CGIAR and intellectual property

Pursuing IP 
Proprietary science has profoundly changed publicly-funded agricultural research, and access to and exchange of genetic resources. More than 70% of cutting edge agricultural biotechnology is produced and controlled by the private sector, and those technologies are central to the goal of increasing food production. In order to gain access to relevant technologies, the IARCs need to develop partnerships with the private sector and participate proactively in global IP regimes. The IARCs need ‘bargaining chips’ so that they can begin to trade patented technologies with the private sector. New technologies that emerge from IARCs must be protected to ensure that they can be used for the benefit of developing country NARS and poor farmers.

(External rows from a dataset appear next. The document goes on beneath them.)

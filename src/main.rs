use std::path::PathBuf;

use clap::Parser;
use inkwell::context::Context;
use neon_lang::compiler::Program;

#[derive(Parser, Debug)]
#[command(author, version, about)]
struct Cli {
    /// Primary source file to compile.
    file: PathBuf,

    /// Print the parse tree, AST and IR of every compiled module.
    #[arg(short, long)]
    verbose: bool,

    /// Path of the object file to write.
    #[arg(short, long)]
    output: Option<PathBuf>,
}

fn main() -> anyhow::Result<()> {
    let args = Cli::parse();

    let level = if args.verbose {
        log::Level::Debug
    } else {
        log::Level::Warn
    };
    simple_logger::init_with_level(level)?;

    let context = Context::create();
    let mut program = Program::new(&context, args.file, args.verbose);
    program.compile()?;

    let output = args.output.unwrap_or_else(|| program.object_file_path());
    program.write_object_file(&output)
}
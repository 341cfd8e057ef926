/*!
 * Error types for the bunkai application.
 *
 * This module contains custom error types for the different stages of a card
 * export, using the thiserror crate for ergonomic error definitions.
 */

use std::path::PathBuf;
use thiserror::Error;

/// Errors that can occur while reading a subtitle track
#[derive(Error, Debug)]
pub enum SubtitleError {
    /// The subtitle file could not be read at all
    #[error("Can't read subtitles: {path}: {source}")]
    Unreadable {
        /// Path of the subtitle file
        path: PathBuf,
        /// Underlying I/O error
        #[source]
        source: std::io::Error,
    },

    /// The subtitle content is malformed
    #[error("Invalid subtitle content at line {line}: {message}")]
    Parse {
        /// 1-based line number in the input
        line: usize,
        /// What was wrong
        message: String,
    },
}

/// Errors that can occur when cutting media clips with the external extractor
#[derive(Error, Debug)]
pub enum MediaError {
    /// The extractor process could not be started
    #[error("Failed to execute {program}: {source}")]
    Spawn {
        /// Program that was invoked
        program: String,
        /// Underlying I/O error
        #[source]
        source: std::io::Error,
    },

    /// The extractor ran but reported a failure
    #[error("{program} command {args:?} failed: {stderr}")]
    Failed {
        /// Program that was invoked
        program: String,
        /// Arguments passed to the program
        args: Vec<String>,
        /// Filtered error output
        stderr: String,
    },

    /// The extractor did not finish in time
    #[error("{program} command timed out after {secs} seconds")]
    Timeout {
        /// Program that was invoked
        program: String,
        /// Configured timeout
        secs: u64,
    },
}

/// Errors that can occur while exporting flash cards
#[derive(Error, Debug)]
pub enum ExportError {
    /// The output file could not be created
    #[error("Can't create output file: {path}: {source}")]
    OutputCreate {
        /// Path of the output file
        path: PathBuf,
        /// Underlying I/O error
        #[source]
        source: std::io::Error,
    },

    /// Extracting media for a cue failed
    #[error("Can't export item #{index}: {text}: {source}")]
    Media {
        /// 1-based index of the cue in the foreign track
        index: usize,
        /// Flattened text of the cue
        text: String,
        /// Underlying extractor error
        #[source]
        source: MediaError,
    },

    /// Writing a record failed
    #[error("Failed to write record: {0}")]
    Write(#[from] std::io::Error),
}

/// Main application error type that wraps all other errors
#[derive(Error, Debug)]
pub enum AppError {
    /// Error from a file operation
    #[error("File error: {0}")]
    File(String),

    /// Error reading subtitles
    #[error("Subtitle error: {0}")]
    Subtitle(#[from] SubtitleError),

    /// Error from media extraction
    #[error("Media error: {0}")]
    Media(#[from] MediaError),

    /// Error from the export
    #[error("Export error: {0}")]
    Export(#[from] ExportError),

    /// Invalid configuration
    #[error("Configuration error: {0}")]
    Config(String),

    /// Any other error
    #[error("Unknown error: {0}")]
    Unknown(String),
}

// Utility functions for error conversion
impl From<anyhow::Error> for AppError {
    fn from(error: anyhow::Error) -> Self {
        Self::Unknown(error.to_string())
    }
}

impl From<std::io::Error> for AppError {
    fn from(error: std::io::Error) -> Self {
        Self::File(error.to_string())
    }
}
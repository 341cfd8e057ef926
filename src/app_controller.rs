use anyhow::{anyhow, Context, Result};
use indicatif::{ProgressBar, ProgressStyle};
use log::{debug, info, warn};
use std::io::BufWriter;
use std::path::{Path, PathBuf};
use tempfile::NamedTempFile;

use crate::app_config::Config;
use crate::errors::ExportError;
use crate::export::{CardExporter, RecordWriter};
use crate::file_utils::{FileManager, FileType, OutputLayout};
use crate::media::{FfmpegExtractor, MediaExtractor, MediaSource};
use crate::subtitle_processor::Track;

// @module: Application controller for flash card export

/// Inputs of a single card export
#[derive(Debug, Clone)]
pub struct CardsJob {
    /// Subtitles in the language being studied; they drive the timing
    pub foreign_subtitles: PathBuf,
    /// Optional translation aligned by time
    pub native_subtitles: Option<PathBuf>,
    /// Optional media file to cut audio and images from
    pub media_file: Option<PathBuf>,
    /// Replace an existing output file
    pub force_overwrite: bool,
}

impl CardsJob {
    pub fn new(foreign_subtitles: impl Into<PathBuf>) -> Self {
        Self {
            foreign_subtitles: foreign_subtitles.into(),
            native_subtitles: None,
            media_file: None,
            force_overwrite: false,
        }
    }
}

/// Main application controller for card export
pub struct Controller {
    // @field: App configuration
    config: Config,
}

impl Controller {
    /// Create a new controller for test purposes with default configuration
    pub fn new_for_test() -> Result<Self> {
        Self::with_config(Config::default())
    }

    // @method: Create a new controller with the given configuration
    pub fn with_config(config: Config) -> Result<Self> {
        config.validate().context("Configuration validation failed")?;
        Ok(Self { config })
    }

    pub fn config(&self) -> &Config {
        &self.config
    }

    /// Where the given job writes its output
    pub fn output_layout(&self, job: &CardsJob) -> OutputLayout {
        OutputLayout::for_subtitles(&job.foreign_subtitles, &self.config.export.extension())
    }

    /// Run a card export, cutting media with ffmpeg
    ///
    /// Returns the path of the written file, or `None` when the output
    /// already exists and overwriting was not requested.
    pub async fn run_cards(&self, job: &CardsJob) -> Result<Option<PathBuf>> {
        let extractor = FfmpegExtractor::new(self.config.media.clone());
        self.run_cards_with(job, &extractor).await
    }

    /// Run a card export with the given media extractor
    ///
    /// Any failure, including a single failed clip, aborts the whole export
    /// and leaves no output file behind.
    pub async fn run_cards_with(&self, job: &CardsJob, extractor: &dyn MediaExtractor) -> Result<Option<PathBuf>> {
        let start_time = std::time::Instant::now();
        let layout = self.output_layout(job);

        if FileManager::file_exists(&layout.output_file) && !job.force_overwrite {
            warn!("Skipping, output already exists: {:?} (use -f to force overwrite)", layout.output_file);
            return Ok(None);
        }

        let foreign = Self::load_track(&job.foreign_subtitles)
            .context("Can't read foreign subtitles")?;

        let native = match &job.native_subtitles {
            Some(path) => Some(Self::load_track(path).context("Can't read native subtitles")?),
            None => None,
        };

        let media_source = match &job.media_file {
            Some(media_file) => {
                if !FileManager::file_exists(media_file) {
                    return Err(anyhow!("Media file does not exist: {:?}", media_file));
                }
                if FileManager::detect_file_type(media_file) != FileType::Media {
                    warn!("{:?} does not look like a media file, trying anyway", media_file);
                }
                Some(MediaSource::new(media_file, layout.media_prefix()))
            }
            None => None,
        };

        // Staged next to the destination so nothing partial survives a failure
        let output_dir = match layout.output_file.parent() {
            Some(dir) if !dir.as_os_str().is_empty() => dir.to_path_buf(),
            _ => PathBuf::from("."),
        };
        let staged = NamedTempFile::new_in(&output_dir).map_err(|source| ExportError::OutputCreate {
            path: layout.output_file.clone(),
            source,
        })?;

        if media_source.is_some() {
            FileManager::ensure_dir(&layout.media_dir)?;
        }

        let mut exporter = CardExporter::new().with_audio_lead(self.config.export.audio_lead_ms);
        if let Some(source) = &media_source {
            exporter = exporter.with_media(extractor, source);
        }

        info!("Exporting {} cards from {:?}", foreign.len(), job.foreign_subtitles);
        let progress_bar = Self::progress_bar(foreign.len() as u64);
        let mut writer = RecordWriter::with_separator(BufWriter::new(staged.as_file()), self.config.export.separator());

        let result = exporter
            .export(&foreign, native.as_ref(), |record| {
                writer.write_record(&record)?;
                progress_bar.inc(1);
                Ok(())
            })
            .await;

        let count = match result {
            Ok(count) => count,
            Err(e) => {
                progress_bar.abandon();
                return Err(e).context(format!("Export of {:?} failed", job.foreign_subtitles));
            }
        };

        writer.flush().context("Failed to write output")?;
        drop(writer);
        progress_bar.finish_and_clear();

        staged
            .persist(&layout.output_file)
            .map_err(|e| ExportError::OutputCreate {
                path: layout.output_file.clone(),
                source: e.error,
            })?;

        info!(
            "Exported {} cards to {:?} in {}",
            count,
            layout.output_file,
            Self::format_duration(start_time.elapsed())
        );

        Ok(Some(layout.output_file))
    }

    /// Read and normalize one subtitle track
    fn load_track(path: &Path) -> Result<Track> {
        if FileManager::detect_file_type(path) != FileType::Subtitle {
            debug!("{:?} has no .srt extension, parsing as SRT anyway", path);
        }

        let track = Track::from_srt_file(path)?;
        let raw_len = track.len();
        let track = track.normalize();
        debug!("Track '{}': {} cues, {} after normalization", track.name, raw_len, track.len());

        Ok(track)
    }

    fn progress_bar(len: u64) -> ProgressBar {
        let progress_bar = ProgressBar::new(len);
        let template_result = ProgressStyle::default_bar()
            .template("{spinner:.green} [{elapsed_precise}] [{bar:40.cyan/blue}] {pos}/{len} cards ({percent}%) {msg} {eta}")
            .or_else(|_| ProgressStyle::default_bar().template("{spinner} [{elapsed_precise}] [{bar:40}] {pos}/{len} ({percent}%) {msg}"))
            .unwrap_or_else(|_| ProgressStyle::default_bar());
        progress_bar.set_style(template_result.progress_chars("█▓▒░"));
        progress_bar
    }

    fn format_duration(duration: std::time::Duration) -> String {
        let total_seconds = duration.as_secs();
        let hours = total_seconds / 3600;
        let minutes = (total_seconds % 3600) / 60;
        let seconds = total_seconds % 60;

        if hours > 0 {
            format!("{}h {}m {}s", hours, minutes, seconds)
        } else if minutes > 0 {
            format!("{}m {}s", minutes, seconds)
        } else {
            format!("{}.{:03}s", seconds, duration.subsec_millis())
        }
    }
}
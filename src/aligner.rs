/*!
 * Cross-track alignment.
 *
 * Native (translation) subtitles rarely share cue boundaries with the
 * foreign track, so lines are matched by time overlap instead of by index.
 */

use crate::subtitle_processor::Cue;

/// Collect the lines of every native cue overlapping the foreign cue
///
/// `native` must be sorted by start time: the scan stops at the first cue
/// starting at or after the foreign cue's end. A native cue that starts
/// slightly earlier is still included as long as it ends after the foreign
/// cue starts. The returned cue reuses the foreign cue's window; only its
/// lines are meaningful.
pub fn align(foreign: &Cue, native: &[Cue]) -> Cue {
    let lines = native
        .iter()
        .take_while(|cue| cue.start_ms < foreign.end_ms)
        .filter(|cue| overlaps(foreign, cue))
        .flat_map(|cue| cue.lines.iter().cloned())
        .collect();

    Cue {
        start_ms: foreign.start_ms,
        end_ms: foreign.end_ms,
        lines,
    }
}

fn overlaps(foreign: &Cue, native: &Cue) -> bool {
    native.start_ms < foreign.end_ms
        && (native.start_ms >= foreign.start_ms || native.end_ms > foreign.start_ms)
}
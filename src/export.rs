/*!
 * Flash card export.
 *
 * One record is produced per foreign cue, carrying the cue text, its
 * neighbours, the time-aligned native text and optional media references.
 * `RecordWriter` serializes records as delimited text that Anki can import.
 */

use std::borrow::Cow;
use std::io::{self, Write};
use std::path::Path;

use log::debug;

use crate::errors::ExportError;
use crate::media::{MediaExtractor, MediaSource, TimeWindow};
use crate::subtitle_processor::{Cue, Track};

/// Default pre-roll before the cue start when cutting audio
pub const DEFAULT_AUDIO_LEAD_MS: u64 = 100;

/// One exported flash card
///
/// Text fields hold a single line each. The native neighbour fields are part
/// of the output layout but only the current cue is aligned, so they stay
/// empty.
#[derive(Debug, Clone, Default, PartialEq, Eq)]
pub struct ExportRecord {
    pub sound: String,
    pub time: String,
    pub source: String,
    pub image: String,
    pub foreign_curr: String,
    pub native_curr: String,
    pub foreign_prev: String,
    pub native_prev: String,
    pub foreign_next: String,
    pub native_next: String,
}

impl ExportRecord {
    /// Fields in output column order
    pub fn fields(&self) -> [&str; 10] {
        [
            self.sound.as_str(),
            self.time.as_str(),
            self.source.as_str(),
            self.image.as_str(),
            self.foreign_curr.as_str(),
            self.native_curr.as_str(),
            self.foreign_prev.as_str(),
            self.native_prev.as_str(),
            self.foreign_next.as_str(),
            self.native_next.as_str(),
        ]
    }
}

/// Anki markup for an audio file
pub fn sound_tag(path: &Path) -> String {
    format!("[sound:{}]", base_name(path))
}

/// Anki markup for an image file
pub fn image_tag(path: &Path) -> String {
    format!("<img src=\"{}\">", base_name(path))
}

fn base_name(path: &Path) -> String {
    path.file_name()
        .map(|name| name.to_string_lossy().to_string())
        .unwrap_or_default()
}

/// Builds flash card records from a foreign track
///
/// Both tracks are expected to be normalized already.
pub struct CardExporter<'a> {
    media: Option<(&'a dyn MediaExtractor, &'a MediaSource)>,
    audio_lead_ms: u64,
}

impl Default for CardExporter<'_> {
    fn default() -> Self {
        Self::new()
    }
}

impl<'a> CardExporter<'a> {
    pub fn new() -> Self {
        Self {
            media: None,
            audio_lead_ms: DEFAULT_AUDIO_LEAD_MS,
        }
    }

    /// Cut an audio clip and a still frame for every card
    pub fn with_media(mut self, extractor: &'a dyn MediaExtractor, source: &'a MediaSource) -> Self {
        self.media = Some((extractor, source));
        self
    }

    pub fn with_audio_lead(mut self, audio_lead_ms: u64) -> Self {
        self.audio_lead_ms = audio_lead_ms;
        self
    }

    /// Export every foreign cue in order, handing each record to `write`
    ///
    /// The first failure aborts the export; records already handed out are
    /// not retracted, so callers that need all-or-nothing output must stage
    /// what they write. Returns the number of records written.
    pub async fn export<F>(&self, foreign: &Track, native: Option<&Track>, mut write: F) -> Result<usize, ExportError>
    where
        F: FnMut(ExportRecord) -> io::Result<()>,
    {
        let cues = foreign.cues();

        for (i, cue) in cues.iter().enumerate() {
            let mut record = self.export_cue(i, cue, &foreign.name, native).await?;

            if i > 0 {
                record.foreign_prev = cues[i - 1].flatten();
            }

            if let Some(next) = cues.get(i + 1) {
                record.foreign_next = next.flatten();
            }

            write(record)?;
        }

        debug!("Exported {} cards from '{}'", cues.len(), foreign.name);
        Ok(cues.len())
    }

    /// Export every foreign cue and collect the records
    pub async fn export_records(&self, foreign: &Track, native: Option<&Track>) -> Result<Vec<ExportRecord>, ExportError> {
        let mut records = Vec::with_capacity(foreign.len());
        self.export(foreign, native, |record| {
            records.push(record);
            Ok(())
        })
        .await?;
        Ok(records)
    }

    async fn export_cue(&self, index: usize, cue: &Cue, source: &str, native: Option<&Track>) -> Result<ExportRecord, ExportError> {
        let mut record = ExportRecord {
            time: Cue::format_timestamp(cue.start_ms),
            source: source.to_string(),
            foreign_curr: cue.flatten(),
            ..Default::default()
        };

        if let Some(native) = native {
            record.native_curr = native.align(cue).flatten();
        }

        if let Some((extractor, media)) = self.media {
            let window = TimeWindow::new(cue.start_ms, cue.end_ms);
            let media_error = |source| ExportError::Media {
                index: index + 1,
                text: cue.to_string(),
                source,
            };

            let audio_file = extractor
                .extract_audio(window.with_lead(self.audio_lead_ms), media)
                .await
                .map_err(media_error)?;

            let image_file = extractor
                .extract_image(window, media)
                .await
                .map_err(media_error)?;

            record.sound = sound_tag(&audio_file);
            record.image = image_tag(&image_file);
        }

        Ok(record)
    }
}

/// Quote a field if it contains a quote, the separator or a line break
pub fn escape_field(field: &str, separator: char) -> Cow<'_, str> {
    let needs_quotes = field
        .chars()
        .any(|c| c == '"' || c == separator || c == '\t' || c == '\n' || c == '\r');

    if needs_quotes {
        Cow::Owned(format!("\"{}\"", field.replace('"', "\"\"")))
    } else {
        Cow::Borrowed(field)
    }
}

/// Writes records as delimited text, one per line
pub struct RecordWriter<W: Write> {
    inner: W,
    separator: char,
}

impl<W: Write> RecordWriter<W> {
    /// Tab-separated writer
    pub fn new(inner: W) -> Self {
        Self::with_separator(inner, '\t')
    }

    pub fn with_separator(inner: W, separator: char) -> Self {
        Self { inner, separator }
    }

    pub fn write_record(&mut self, record: &ExportRecord) -> io::Result<()> {
        let mut separator_buf = [0u8; 4];
        let separator = self.separator.encode_utf8(&mut separator_buf);

        for (i, field) in record.fields().iter().enumerate() {
            if i > 0 {
                self.inner.write_all(separator.as_bytes())?;
            }
            self.inner.write_all(escape_field(field, self.separator).as_bytes())?;
        }
        self.inner.write_all(b"\n")
    }

    pub fn flush(&mut self) -> io::Result<()> {
        self.inner.flush()
    }

    pub fn into_inner(self) -> W {
        self.inner
    }
}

IP agreements are the key to facilitate commercialization and technology transfer. In the future, they may even become a source of revenue for CGIAR (though this is much less important than ensuring access to and use of the technology).

Defensive use of IP 
Most of CGIAR’s work is achievable without a major shift of emphasis toward the use of proprietary science. However, the CGIAR must seek and defend IP for innovations in those cases where it is necessary to prevent their appropriation by private claimants, and to ensure that they remain in the public domain. The important thing is not to lose sight of the primary mission: to serve the poor. In light of declining budgets, CGIAR must carefully weigh the substantial costs of increasing its capacity to manage IP against competing needs. CGIAR should take a cautious role in advocating IP for biological materials. It would be useful for CGIAR to campaign for a clearer definition of the research exemption under patent law, for example. All of this can be done without compromising CGIAR’s mission to produce international public goods.

Rejecting IP
CGIAR should avoid proprietary science because it has little or no relevance to its mission of alleviating hunger and poverty, and it will distort the CGIAR’s mandate to serve poor farmers. IP will become a barrier to accomplishing the CGIAR’s mission. IP claims on biodiversity often appropriate the resources and knowledge of farmers and indigenous people. Proprietary science is already inhibiting the open exchange of genetic resources and knowledge, and it has a chilling effect on agricultural research and innovation. Filing patents and defending them is expensive, and it will take already scarce resources away from agricultural research. Instead of forging commercial partnerships with the biotech industry for capital-intensive technologies that promote industrial monoculture, IARCs should instead focus on building partnerships with resource-poor farmers, and make use of indigenous knowledge in local agro-ecological systems. CGIAR should take a clear position against all IP agreements.